The above is a general feature of learning from data: The greatest returns on learning come early on. Each additional observation contributes less and less. So it takes very much effort to progressively reduce our uncertainty. So if your application requires a very precise estimate, be prepared to collect a lot of data. Or to change your approach. (Solution, Week-01, Winter 2019)

R Code 3.88 b: Exercise 3M6-1: How many times will you have to toss the globe to get a \(0.05\) wide interval with \(PI = .99\)? (Tidyverse)

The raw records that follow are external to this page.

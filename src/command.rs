use crate::console::Console;
use crate::shell::ShellState;

/// Identifier of a built-in command.
///
/// The command set is closed: every command the shell will ever run is a
/// variant here, registered once at [`Shell`](crate::Shell) construction.
/// Lookup goes through [`CommandId::parse`] exactly once per submitted
/// line, after which dispatch is enum-driven rather than string-driven.
#[derive(Debug, Clone, Copy, PartialEq, Eq, PartialOrd, Ord)]
pub enum CommandId {
    About,
    Alias,
    Clear,
    Echo,
    File,
    Help,
    Hist,
}

impl CommandId {
    /// Every command, in the order the `help` listing shows them.
    pub const ALL: [CommandId; 7] = [
        CommandId::About,
        CommandId::Alias,
        CommandId::Clear,
        CommandId::Echo,
        CommandId::File,
        CommandId::Help,
        CommandId::Hist,
    ];

    /// Resolve a (lowercased) command word to its identifier.
    pub fn parse(name: &str) -> Option<Self> {
        match name {
            "about" => Some(CommandId::About),
            "alias" => Some(CommandId::Alias),
            "clear" => Some(CommandId::Clear),
            "echo" => Some(CommandId::Echo),
            "file" => Some(CommandId::File),
            "help" => Some(CommandId::Help),
            "hist" => Some(CommandId::Hist),
            _ => None,
        }
    }

    /// The user-facing name of the command.
    pub fn name(self) -> &'static str {
        match self {
            CommandId::About => "about",
            CommandId::Alias => "alias",
            CommandId::Clear => "clear",
            CommandId::Echo => "echo",
            CommandId::File => "file",
            CommandId::Help => "help",
            CommandId::Hist => "hist",
        }
    }
}

/// A built-in command handler.
///
/// Handlers are stateless; all shell state arrives by `&mut` and all output
/// leaves through the console. A handler never fails: every error condition
/// it can detect is rendered as a catalog message and control returns to
/// the dispatcher.
pub trait Command {
    /// The identifier this handler is registered under.
    fn id(&self) -> CommandId;

    /// Run the command with the (possibly absent) remainder argument.
    fn execute(&self, arg: Option<&str>, state: &mut ShellState, console: &mut dyn Console);
}
//! Bounded splitting of raw input lines.
//!
//! The shell never parses a full argument vector: a line is cut into a
//! command word and one remainder string, and command handlers that take
//! sub-options cut that remainder again with their own limit. Everything
//! past the last cut stays joined, spaces included, so literal text (an
//! echoed string, file contents) survives untouched.

/// Split `input` on single spaces into at most `limit` fields.
///
/// The first `limit - 1` fields are plain space-delimited tokens; the final
/// field is the untouched remainder, which may itself contain spaces.
/// Consecutive delimiters produce empty leading fields rather than being
/// collapsed, so the remainder is byte-for-byte what the user typed.
///
/// Callers index the result with [`slice::get`], since trailing fields are
/// absent (not empty) when the input has fewer tokens than `limit`.
pub fn explode(input: &str, limit: usize) -> Vec<&str> {
    input.splitn(limit, ' ').collect()
}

Because of the slow performance of manipulating whole data frame, I am going to use here just one set.seed() function. This is only to show that we get the same result as in the first loop of R Code 3.86.

Code
pi99_3m6b <- function(N, seed) {
  base::set.seed(seed)
  p_true <-  0.7
  W <- stats::rbinom(1, size = N, prob = p_true)
  df_3m6b <-  tibble::tibble(p_grid_3m6b = 
                            base::seq(from = 0, to = 1, length.out = 1000)) |> 
    dplyr::mutate(prior_3m6b = base::rep(1, 1000),
           likelihood_3m6b = stats::dbinom(W, size = N, prob = p_grid_3m6b),
           posterior_3m6b = likelihood_3m6b * prior_3m6b,
           posterior_std_3m6b = posterior_3m6b / sum(posterior_3m6b))
  
  samples_3m6b <- df_3m6b |> 
    dplyr::slice_sample(n = 1e4,
                        weight_by = posterior_std_3m6b,
                        replace = TRUE)
  
  rethinking::PI(samples_3m6b$p_grid_3m6b, 0.99)
}

tictoc::tic()
N = 1
my_seed = 3 ## just one loop!
s = ''

for (i in 1:length(my_seed)) {
  PI99_3m6b <- pi99_3m6b(N, my_seed[i])
  while (as.numeric(PI99_3m6b[2] - PI99_3m6b[1] > 0.05)) {
    N <- N + 1
    PI99_3m6b <- pi99_3m6b(N, my_seed[i])
  }
  s[i] <- glue::glue('With set.seed({my_seed[i]}) we need to toss the globe {N} times.\n')
  N = 1
}
s
tictoc::toc()
#> [1] "With set.seed(3) we need to toss the globe 2102 times."
#> 35.169 sec elapsed

Compare the execution time of just one set.seed() calculation with four in R Code 3.86. Using data frames turns out about 16(!) times slower the computation with vectors. (Already just one set.seed() computation with tibbles is 4 times slower than the processing time of 4 set.seed() loops with base R vectors.)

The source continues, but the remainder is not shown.